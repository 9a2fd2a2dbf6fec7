//! SCIP backend, driven through `russcip`.

use std::time::Instant;

use russcip::{
    Model as ScipModel, ObjSense, ProblemCreated, ProblemOrSolving, Status, VarType, Variable as ScipVariable,
    WithSolutions,
};

use super::model::{Cmp, LinExpr, Model, Sense, VarId, VarKind};
use super::{Solution, SolveControl, SolveStatus, Solver, StopReason};
use crate::error::SolverError;

/// Objective margin an incumbent has to clear to count as strictly better than the threshold.
const THRESHOLD_MARGIN: f64 = 1e-9;

/// Relative tolerance of the primal/dual objective comparison.
const DUALITY_TOL: f64 = 1e-6;

/// Solves [`Model`]s with SCIP.
///
/// The gap tolerance, node limit and time limit map onto SCIP's `limits/gap`, `limits/nodes`
/// and `limits/time`. An incumbent threshold adds a cutoff row on the objective together with
/// `limits/solutions = 1`, so the search ends at the first solution that beats it. Row duals of
/// a pure LP are the optimal solution of its dual program, solved as a second LP.
#[derive(Debug, Clone, Copy, Default)]
pub struct ScipSolver;

impl Solver for ScipSolver {
    fn solve(&self, model: &Model, control: &SolveControl) -> Result<Solution, SolverError> {
        let start = Instant::now();
        let mut solution = solve_model(model, control)?;

        if !model.is_mip() && solution.status == SolveStatus::Optimal {
            solution.duals = Some(row_duals(model, &solution, control)?);
        }

        solution.elapsed = start.elapsed();
        Ok(solution)
    }
}

fn backend(model: &Model) -> impl Fn(russcip::Retcode) -> SolverError + '_ {
    move |code| SolverError::Backend(format!("SCIP rejected a parameter of '{}': {:?}", model.name(), code))
}

fn var_type(kind: VarKind) -> VarType {
    match kind {
        VarKind::Continuous => VarType::Continuous,
        VarKind::Integer => VarType::Integer,
        VarKind::Binary => VarType::Binary,
    }
}

fn add_row(scip: &mut ScipModel<ProblemCreated>, vars: &[ScipVariable], name: &str, expr: &LinExpr, cmp: Cmp, rhs: f64) {
    let (lhs, rhs) = match cmp {
        Cmp::Le => (-f64::INFINITY, rhs),
        Cmp::Ge => (rhs, f64::INFINITY),
        Cmp::Eq => (rhs, rhs),
    };
    let row_vars: Vec<&ScipVariable> = expr.terms().iter().map(|(var, _)| &vars[var.index()]).collect();
    let coefs: Vec<f64> = expr.terms().iter().map(|(_, coef)| *coef).collect();
    scip.add_cons(row_vars, &coefs, lhs, rhs, name);
}

/// Maps SCIP's final status onto ours.
///
/// A limit that stopped the search before any solution was found becomes
/// [`SolveStatus::NoSolution`]. An infeasible model under an incumbent threshold means that
/// no solution beats the threshold.
pub(crate) fn map_status(status: Status, has_solution: bool, threshold: bool) -> (SolveStatus, Option<StopReason>) {
    let (solve_status, stop_reason) = match status {
        Status::Optimal => (SolveStatus::Optimal, None),
        Status::Infeasible if threshold => (SolveStatus::Infeasible, Some(StopReason::IncumbentThreshold)),
        Status::Infeasible => (SolveStatus::Infeasible, None),
        Status::Unbounded | Status::Inforunbd => (SolveStatus::Unbounded, None),
        Status::GapLimit => (SolveStatus::Feasible, Some(StopReason::GapReached)),
        Status::SolutionLimit | Status::BestSolutionLimit => (SolveStatus::Feasible, Some(StopReason::IncumbentThreshold)),
        Status::TimeLimit => (SolveStatus::Feasible, Some(StopReason::TimeLimit)),
        _ => (SolveStatus::Feasible, Some(StopReason::NodeLimit)),
    };

    match solve_status {
        SolveStatus::Optimal | SolveStatus::Feasible if !has_solution => (SolveStatus::NoSolution, stop_reason),
        _ => (solve_status, stop_reason),
    }
}

fn solve_model(model: &Model, control: &SolveControl) -> Result<Solution, SolverError> {
    let start = Instant::now();
    let mip = model.is_mip();
    let threshold = control.incumbent_threshold.filter(|_| mip);

    let mut scip = ScipModel::new().hide_output().include_default_plugins();
    if mip {
        if let Some(gap) = control.gap_tolerance {
            scip = scip.set_real_param("limits/gap", gap).map_err(backend(model))?;
        }
        let nodes = i64::try_from(control.node_limit).unwrap_or(i64::MAX);
        scip = scip.set_longint_param("limits/nodes", nodes).map_err(backend(model))?;
        if threshold.is_some() {
            scip = scip.set_int_param("limits/solutions", 1).map_err(backend(model))?;
        }
    }
    if let Some(seconds) = control.time_limit {
        scip = scip.set_real_param("limits/time", seconds).map_err(backend(model))?;
    }

    let sense = match model.sense() {
        Sense::Maximize => ObjSense::Maximize,
        Sense::Minimize => ObjSense::Minimize,
    };
    let mut scip = scip.create_prob(model.name()).set_obj_sense(sense);

    let vars: Vec<ScipVariable> =
        model.variables().iter().map(|v| scip.add_var(v.lower, v.upper, v.objective, &v.name, var_type(v.kind))).collect();
    for constraint in model.constraints() {
        add_row(&mut scip, &vars, &constraint.name, &constraint.expr, constraint.cmp, constraint.rhs);
    }

    if let Some(threshold) = threshold {
        let objective: LinExpr = model.variables().iter().enumerate().map(|(j, v)| (VarId(j), v.objective)).collect();
        let bound = threshold - model.objective_constant();
        let (cmp, rhs) = match model.sense() {
            Sense::Maximize => (Cmp::Ge, bound + THRESHOLD_MARGIN),
            Sense::Minimize => (Cmp::Le, bound - THRESHOLD_MARGIN),
        };
        add_row(&mut scip, &vars, "incumbent_cutoff", &objective, cmp, rhs);
    }

    let solved = scip.solve();
    let values: Option<Vec<f64>> = solved.best_sol().map(|sol| {
        vars.iter()
            .zip(model.variables())
            .map(|(var, v)| {
                let x = sol.val(var);
                if v.kind.is_integral() { x.round() } else { x }
            })
            .collect()
    });

    let (status, stop_reason) = map_status(solved.status(), values.is_some(), threshold.is_some());
    log::trace!("SCIP finished '{}' with {:?} ({:?})", model.name(), status, stop_reason);

    match values {
        Some(values) if matches!(status, SolveStatus::Optimal | SolveStatus::Feasible) => Ok(Solution {
            status,
            objective: model.objective_value(&values),
            values,
            duals: None,
            stop_reason,
            elapsed: start.elapsed(),
        }),
        _ => Ok(Solution::without_solution(status, stop_reason, start.elapsed())),
    }
}

/// Builds the dual program of an LP over non-negative variables.
///
/// The dual is written for the maximisation form; a minimisation is negated first. `≤` rows get
/// a non-negative multiplier, `≥` rows a non-positive one and `=` rows a free one. Finite upper
/// bounds enter as extra non-negative multipliers.
///
/// # Returns
/// The dual model, one multiplier per row of `model` and the sign that maps the multipliers
/// back onto `model`'s sense.
pub(crate) fn dual_program(model: &Model) -> Result<(Model, Vec<VarId>, f64), SolverError> {
    let sign = match model.sense() {
        Sense::Maximize => 1.0,
        Sense::Minimize => -1.0,
    };

    let mut dual = Model::new(format!("{}_dual", model.name()), Sense::Minimize);
    let mut columns = vec![LinExpr::new(); model.num_vars()];
    let mut multipliers = Vec::with_capacity(model.num_constraints());

    for constraint in model.constraints() {
        let (lower, upper) = match constraint.cmp {
            Cmp::Le => (0.0, f64::INFINITY),
            Cmp::Ge => (-f64::INFINITY, 0.0),
            Cmp::Eq => (-f64::INFINITY, f64::INFINITY),
        };
        let y = dual.add_continuous(format!("y_{}", constraint.name), lower, upper, constraint.rhs);
        for &(var, coef) in constraint.expr.terms() {
            columns[var.index()].add(y, coef);
        }
        multipliers.push(y);
    }

    for (j, v) in model.variables().iter().enumerate() {
        if v.lower != 0.0 {
            return Err(SolverError::InvalidModel {
                model: model.name().to_string(),
                reason: format!("duals need a lower bound of 0, '{}' has {}", v.name, v.lower),
            });
        }
        if v.upper.is_finite() {
            let u = dual.add_continuous(format!("u_{}", v.name), 0.0, f64::INFINITY, v.upper);
            columns[j].add(u, 1.0);
        }
    }

    for (v, column) in model.variables().iter().zip(columns) {
        dual.add_constraint(format!("x_{}", v.name), column, Cmp::Ge, sign * v.objective);
    }

    Ok((dual, multipliers, sign))
}

fn row_duals(model: &Model, primal: &Solution, control: &SolveControl) -> Result<Vec<f64>, SolverError> {
    let (dual, multipliers, sign) = dual_program(model)?;
    let dual_control = SolveControl { time_limit: control.time_limit, ..SolveControl::default() };
    let solution = solve_model(&dual, &dual_control)?;

    if solution.status != SolveStatus::Optimal {
        return Err(SolverError::Backend(format!("dual program of '{}' ended with {:?}", model.name(), solution.status)));
    }

    let primal_objective = primal.objective - model.objective_constant();
    if (sign * solution.objective - primal_objective).abs() > DUALITY_TOL * (1.0 + primal_objective.abs()) {
        log::warn!("Duality gap on '{}': primal {} and dual {}", model.name(), primal_objective, sign * solution.objective);
    }

    Ok(multipliers.into_iter().map(|y| sign * solution.value(y)).collect())
}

-*-

▶ TASK PROMPT: All lines from the opening of the material through the line that contains "use crate::error::SolverError;" are to be printed exactly, with no others.

▶ ANSWER FOR THE TASK:
repository 9a2fd2a2dbf6fec7
//! SCIP backend, driven through `russcip`.

use std::time::Instant;

use russcip::{
    Model as ScipModel, ObjSense, ProblemCreated, ProblemOrSolving, Status, VarType, Variable as ScipVariable,
    WithSolutions,
};

use super::model::{Cmp, LinExpr, Model, Sense, VarId, VarKind};
use super::{Solution, SolveControl, SolveStatus, Solver, StopReason};
use crate::error::SolverError;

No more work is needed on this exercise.